Beginning with the very first line, please reproduce the entries exactly through the line containing "pub mod retry;".

[GIVEN INFORMATION]

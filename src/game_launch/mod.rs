//! Game launch relay
//!
//! Validates a player's launch request, forwards it to the external game
//! aggregator and returns the launch URL the aggregator hands back.

pub mod client;
pub mod retry;

pub use client::{extract_game_url, GameLaunchClient};
pub use retry::RetryConfig;

use serde::Serialize;
use serde_json::Value;

/// A validated launch request
#[derive(Debug, Clone, PartialEq)]
pub struct LaunchRequest {
    pub game_id: String,
    pub username: String,
    /// Amount as forwarded to the aggregator
    pub money: String,
}

#[derive(Debug, Clone, Serialize)]
#[serde(rename_all = "camelCase")]
pub struct LaunchResponse {
    pub game_url: String,
}

impl LaunchRequest {
    /// Validate the raw JSON body sent by the game client
    ///
    /// `gameID` may be a string or a number, `username` must be a non-empty
    /// string and `money` a number (or numeric string) greater than zero.
    pub fn from_json(body: &Value) -> Result<Self, String> {
        let game_id = match body.get("gameID") {
            Some(Value::String(s)) if !s.trim().is_empty() => s.trim().to_string(),
            Some(Value::Number(n)) => n.to_string(),
            _ => return Err("gameID is required".to_string()),
        };

        let username = match body.get("username") {
            Some(Value::String(s)) if !s.trim().is_empty() => s.trim().to_string(),
            _ => return Err("username is required".to_string()),
        };

        let money = match body.get("money") {
            Some(Value::Number(n)) => (n.as_f64(), n.to_string()),
            Some(Value::String(s)) if !s.trim().is_empty() => {
                (s.trim().parse::<f64>().ok(), s.trim().to_string())
            }
            _ => return Err("money is required".to_string()),
        };
        let money = match money {
            (Some(amount), raw) if amount.is_finite() && amount > 0.0 => raw,
            _ => return Err("money must be a positive number".to_string()),
        };

        Ok(Self {
            game_id,
            username,
            money,
        })
    }
}
//! Bounded retry with exponential backoff for aggregator calls

use std::future::Future;
use std::time::Duration;
use tokio::time::sleep;
use tracing::{debug, warn};

use crate::config::GameLaunchConfig;
use crate::errors::GameLaunchError;

#[derive(Debug, Clone)]
pub struct RetryConfig {
    /// Total attempts, including the first
    pub max_attempts: u32,
    pub initial_delay: Duration,
    pub max_delay: Duration,
    pub backoff_multiplier: f64,
    /// Add up to 25% random jitter to each delay
    pub jitter: bool,
}

impl Default for RetryConfig {
    fn default() -> Self {
        Self {
            max_attempts: 3,
            initial_delay: Duration::from_millis(200),
            max_delay: Duration::from_secs(2),
            backoff_multiplier: 2.0,
            jitter: true,
        }
    }
}

impl From<&GameLaunchConfig> for RetryConfig {
    fn from(config: &GameLaunchConfig) -> Self {
        Self {
            max_attempts: config.max_attempts.max(1),
            initial_delay: Duration::from_millis(config.initial_backoff_ms),
            max_delay: Duration::from_millis(config.max_backoff_ms),
            ..Default::default()
        }
    }
}

/// Run `operation` until it succeeds, fails with a non-retryable error, or
/// `config.max_attempts` is reached. The last error is returned.
pub async fn with_retry<T, F, Fut>(
    config: &RetryConfig,
    mut operation: F,
    operation_name: &str,
) -> Result<T, GameLaunchError>
where
    F: FnMut() -> Fut,
    Fut: Future<Output = Result<T, GameLaunchError>>,
{
    let max_attempts = config.max_attempts.max(1);
    let mut attempt = 1;

    loop {
        match operation().await {
            Ok(result) => {
                if attempt > 1 {
                    debug!(
                        "'{}' succeeded on attempt {}/{}",
                        operation_name, attempt, max_attempts
                    );
                }
                return Ok(result);
            }
            Err(err) if !err.is_retryable() => {
                debug!("'{}' failed with non-retryable error: {}", operation_name, err);
                return Err(err);
            }
            Err(err) if attempt >= max_attempts => {
                warn!(
                    "'{}' failed after {} attempts: {}",
                    operation_name, max_attempts, err
                );
                return Err(err);
            }
            Err(err) => {
                let delay = calculate_delay(config, attempt);
                warn!(
                    "'{}' failed on attempt {}/{}, retrying in {:?}: {}",
                    operation_name, attempt, max_attempts, delay, err
                );
                sleep(delay).await;
                attempt += 1;
            }
        }
    }
}

fn calculate_delay(config: &RetryConfig, attempt: u32) -> Duration {
    let exponential = config.initial_delay.as_millis() as f64
        * config.backoff_multiplier.powi(attempt.saturating_sub(1) as i32);
    let delay_ms = exponential.min(config.max_delay.as_millis() as f64) as u64;

    let jitter_ms = if config.jitter && delay_ms > 0 {
        fastrand::u64(0..=delay_ms / 4)
    } else {
        0
    };

    Duration::from_millis(delay_ms + jitter_ms)
}
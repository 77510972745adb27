use anyhow::Result;
use serde::{Deserialize, Serialize};
use std::path::{Path, PathBuf};

/// Environment variable prefix for overrides, e.g. `GAMESITE__WEB__PORT=9000`
pub const ENV_PREFIX: &str = "GAMESITE";

#[derive(Debug, Clone, Serialize, Deserialize)]
pub struct Config {
    pub database: DatabaseConfig,
    pub web: WebConfig,
    pub storage: StorageConfig,
    pub game_launch: GameLaunchConfig,
}

#[derive(Debug, Clone, Serialize, Deserialize)]
pub struct DatabaseConfig {
    pub url: String,
    pub max_connections: Option<u32>,
}

#[derive(Debug, Clone, Serialize, Deserialize)]
pub struct WebConfig {
    pub host: String,
    pub port: u16,
    /// Allowed dashboard origins; empty means permissive CORS
    #[serde(default)]
    pub cors_origins: Vec<String>,
    #[serde(default = "default_max_upload_bytes")]
    pub max_upload_bytes: usize,
}

#[derive(Debug, Clone, Serialize, Deserialize)]
pub struct StorageConfig {
    pub uploads_path: PathBuf,
}

#[derive(Debug, Clone, Serialize, Deserialize)]
pub struct GameLaunchConfig {
    /// Full URL of the aggregator's `getgameurl` endpoint
    pub endpoint: String,
    pub token: String,
    pub token_header: String,
    pub username_suffix: String,
    pub timeout_secs: u64,
    pub max_attempts: u32,
    pub initial_backoff_ms: u64,
    pub max_backoff_ms: u64,
}

fn default_max_upload_bytes() -> usize {
    10 * 1024 * 1024
}

impl Default for Config {
    fn default() -> Self {
        Self {
            database: DatabaseConfig {
                url: "sqlite://./gamesite-admin.db".to_string(),
                max_connections: Some(10),
            },
            web: WebConfig {
                host: "0.0.0.0".to_string(),
                port: 5000,
                cors_origins: Vec::new(),
                max_upload_bytes: default_max_upload_bytes(),
            },
            storage: StorageConfig {
                uploads_path: PathBuf::from("./data/uploads"),
            },
            game_launch: GameLaunchConfig::default(),
        }
    }
}

impl Default for GameLaunchConfig {
    fn default() -> Self {
        Self {
            endpoint: "https://aggregator.example.com/getgameurl".to_string(),
            token: "change-me".to_string(),
            token_header: "x-api-key".to_string(),
            username_suffix: "45".to_string(),
            timeout_secs: 15,
            max_attempts: 3,
            initial_backoff_ms: 200,
            max_backoff_ms: 2_000,
        }
    }
}

impl Config {
    /// Load configuration from `path`, layering `GAMESITE__*` environment
    /// variables on top. A default file is written when `path` is missing.
    pub fn load(path: &str) -> Result<Self> {
        if !Path::new(path).exists() {
            let default_config = Self::default();
            let contents = toml::to_string_pretty(&default_config)?;
            std::fs::create_dir_all(&default_config.storage.uploads_path)?;
            std::fs::write(path, contents)?;
        }

        let settings = config::Config::builder()
            .add_source(config::File::new(path, config::FileFormat::Toml))
            .add_source(
                config::Environment::with_prefix(ENV_PREFIX)
                    .prefix_separator("__")
                    .separator("__")
                    .try_parsing(true),
            )
            .build()?;

        Ok(settings.try_deserialize()?)
    }
}
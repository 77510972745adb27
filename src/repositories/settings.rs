//! Singleton settings documents
//!
//! Every [`SettingsDocument`] type owns exactly one row in
//! `settings_documents`, keyed by `T::KEY`. Writes are single-statement
//! upserts on that primary key, so concurrent first saves cannot produce a
//! second row. Partial updates are applied inside SQLite with `json_patch`,
//! which uses the same merge rules as [`crate::models::merge_patch`].

use chrono::{DateTime, Utc};
use serde_json::{Map, Value};
use sqlx::{Pool, Row, Sqlite};
use tracing::debug;
use uuid::Uuid;

use super::{now_string, row_datetime};
use crate::errors::{RepositoryError, RepositoryResult};
use crate::models::{FooterSettings, SettingsDocument, SocialLink};

/// A stored settings document with its timestamps
#[derive(Debug, Clone)]
pub struct SettingsRecord<T> {
    pub document: T,
    pub created_at: DateTime<Utc>,
    pub updated_at: DateTime<Utc>,
}

#[derive(Clone)]
pub struct SettingsRepository {
    pool: Pool<Sqlite>,
}

impl SettingsRepository {
    pub fn new(pool: Pool<Sqlite>) -> Self {
        Self { pool }
    }

    fn decode<T: SettingsDocument>(raw: &str) -> RepositoryResult<T> {
        serde_json::from_str(raw).map_err(|e| RepositoryError::decode(T::KEY, e.to_string()))
    }

    /// Stored document, or `None` before the first save
    pub async fn get<T: SettingsDocument>(&self) -> RepositoryResult<Option<SettingsRecord<T>>> {
        let row = sqlx::query(
            "SELECT document, created_at, updated_at FROM settings_documents WHERE key = ?",
        )
        .bind(T::KEY)
        .fetch_optional(&self.pool)
        .await?;

        row.map(|row| -> RepositoryResult<SettingsRecord<T>> {
            let raw: String = row.try_get("document")?;
            Ok(SettingsRecord {
                document: Self::decode(&raw)?,
                created_at: row_datetime(&row, "created_at")?,
                updated_at: row_datetime(&row, "updated_at")?,
            })
        })
        .transpose()
    }

    /// Stored document, or the type's defaults. Never writes.
    pub async fn get_or_default<T: SettingsDocument>(&self) -> RepositoryResult<T> {
        Ok(self.get::<T>().await?.map(|r| r.document).unwrap_or_default())
    }

    /// Merge `patch` into the stored document, creating it from the
    /// defaults when absent, and return the result.
    ///
    /// Callers validate the patch first (see [`crate::models::patched`]).
    pub async fn upsert<T: SettingsDocument>(
        &self,
        patch: &Map<String, Value>,
    ) -> RepositoryResult<T> {
        let raw = Self::upsert_raw::<T, _>(&self.pool, patch).await?;
        debug!("Saved settings document '{}'", T::KEY);
        Self::decode(&raw)
    }

    /// Same as [`Self::upsert`], also returning the document as it was right
    /// before this write.
    ///
    /// The row is write-locked before it is read, so concurrent callers are
    /// serialized and each sees the result of the previous write.
    pub async fn replace<T: SettingsDocument>(
        &self,
        patch: &Map<String, Value>,
    ) -> RepositoryResult<(Option<T>, T)> {
        let mut tx = self.pool.begin().await?;

        sqlx::query("UPDATE settings_documents SET updated_at = updated_at WHERE key = ?")
            .bind(T::KEY)
            .execute(&mut *tx)
            .await?;

        let previous: Option<String> =
            sqlx::query_scalar("SELECT document FROM settings_documents WHERE key = ?")
                .bind(T::KEY)
                .fetch_optional(&mut *tx)
                .await?;
        let previous = previous.as_deref().map(Self::decode::<T>).transpose()?;

        let raw = Self::upsert_raw::<T, _>(&mut *tx, patch).await?;
        tx.commit().await?;

        debug!("Replaced settings document '{}'", T::KEY);
        Ok((previous, Self::decode(&raw)?))
    }

    async fn upsert_raw<'e, T, E>(
        executor: E,
        patch: &Map<String, Value>,
    ) -> RepositoryResult<String>
    where
        T: SettingsDocument,
        E: sqlx::Executor<'e, Database = Sqlite>,
    {
        let defaults = serde_json::to_string(&T::default())?;
        let patch = serde_json::to_string(patch)?;
        let now = now_string();

        sqlx::query_scalar(
            "INSERT INTO settings_documents (key, document, created_at, updated_at)
             VALUES (?1, json_patch(?2, ?3), ?4, ?4)
             ON CONFLICT(key) DO UPDATE SET
                 document = json_patch(settings_documents.document, ?3),
                 updated_at = ?4
             RETURNING document",
        )
        .bind(T::KEY)
        .bind(defaults)
        .bind(patch)
        .bind(now)
        .fetch_one(executor)
        .await
        .map_err(RepositoryError::from_write)
    }

    /// Append a social link to the footer document
    pub async fn append_social_link(&self, link: &SocialLink) -> RepositoryResult<FooterSettings> {
        let defaults = serde_json::to_string(&FooterSettings::default())?;
        let link = serde_json::to_string(link)?;
        let now = now_string();

        let mut tx = self.pool.begin().await?;

        sqlx::query(
            "INSERT INTO settings_documents (key, document, created_at, updated_at)
             VALUES (?1, ?2, ?3, ?3)
             ON CONFLICT(key) DO NOTHING",
        )
        .bind(FooterSettings::KEY)
        .bind(defaults)
        .bind(&now)
        .execute(&mut *tx)
        .await?;

        let raw: String = sqlx::query_scalar(
            "UPDATE settings_documents SET
                 document = json_set(
                     document,
                     '$.socialLinks',
                     json_insert(COALESCE(json_extract(document, '$.socialLinks'), '[]'), '$[#]', json(?1))
                 ),
                 updated_at = ?2
             WHERE key = ?3
             RETURNING document",
        )
        .bind(link)
        .bind(&now)
        .bind(FooterSettings::KEY)
        .fetch_one(&mut *tx)
        .await?;

        tx.commit().await?;
        Self::decode(&raw)
    }

    /// Remove the footer social link with `id`, returning it when present
    pub async fn remove_social_link(&self, id: Uuid) -> RepositoryResult<Option<SocialLink>> {
        let mut tx = self.pool.begin().await?;

        let raw: Option<String> =
            sqlx::query_scalar("SELECT document FROM settings_documents WHERE key = ?")
                .bind(FooterSettings::KEY)
                .fetch_optional(&mut *tx)
                .await?;

        let Some(raw) = raw else {
            return Ok(None);
        };

        let mut footer: FooterSettings = Self::decode(&raw)?;
        let Some(index) = footer.social_links.iter().position(|l| l.id == id) else {
            return Ok(None);
        };
        let removed = footer.social_links.remove(index);

        sqlx::query("UPDATE settings_documents SET document = ?, updated_at = ? WHERE key = ?")
            .bind(serde_json::to_string(&footer)?)
            .bind(now_string())
            .bind(FooterSettings::KEY)
            .execute(&mut *tx)
            .await?;

        tx.commit().await?;
        Ok(Some(removed))
    }
}
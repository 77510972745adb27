//! Repository pattern implementation for data access
//!
//! Each collection gets a repository over the shared SQLite pool. Rows store
//! ids as UUID strings and timestamps as RFC3339 text; the helpers below turn
//! those columns back into typed values.

pub mod banner;
pub mod floating_social;
pub mod game;
pub mod game_history;
pub mod notice;
pub mod payment_method;
pub mod promotion;
pub mod settings;
pub mod site_config;
pub mod traits;
pub mod withdraw_method;

pub use banner::BannerRepository;
pub use floating_social::FloatingSocialRepository;
pub use game::GameRepository;
pub use game_history::GameHistoryRepository;
pub use notice::NoticeRepository;
pub use payment_method::PaymentMethodRepository;
pub use promotion::PromotionRepository;
pub use settings::{SettingsRecord, SettingsRepository};
pub use site_config::SiteConfigRepository;
pub use traits::*;
pub use withdraw_method::WithdrawMethodRepository;

use chrono::{DateTime, Utc};
use sqlx::{sqlite::SqliteRow, Row};
use uuid::Uuid;

use crate::errors::{RepositoryError, RepositoryResult};
use crate::utils;

pub(crate) fn row_uuid(row: &SqliteRow, column: &str) -> RepositoryResult<Uuid> {
    let raw: String = row.try_get(column)?;
    Uuid::parse_str(&raw).map_err(|e| RepositoryError::decode(column, e.to_string()))
}

pub(crate) fn row_datetime(row: &SqliteRow, column: &str) -> RepositoryResult<DateTime<Utc>> {
    let raw: String = row.try_get(column)?;
    Ok(utils::parse_datetime(&raw)?)
}

/// Timestamp string for the current instant
pub(crate) fn now_string() -> String {
    utils::format_datetime(&Utc::now())
}

/// Migrated in-memory pool for repository unit tests
#[cfg(test)]
pub(crate) async fn test_pool() -> sqlx::Pool<sqlx::Sqlite> {
    let db = crate::database::Database::new(&crate::config::DatabaseConfig {
        url: "sqlite::memory:".to_string(),
        max_connections: Some(1),
    })
    .await
    .expect("in-memory database");
    db.migrate().await.expect("migrations");
    db.pool()
}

[/GIVEN INFORMATION]

• RESPONSE TO THIS EXERCISE:
filename src/game_launch/mod.rs
//! Game launch relay
//!
//! Validates a player's launch request, forwards it to the external game
//! aggregator and returns the launch URL the aggregator hands back.

pub mod client;
pub mod retry;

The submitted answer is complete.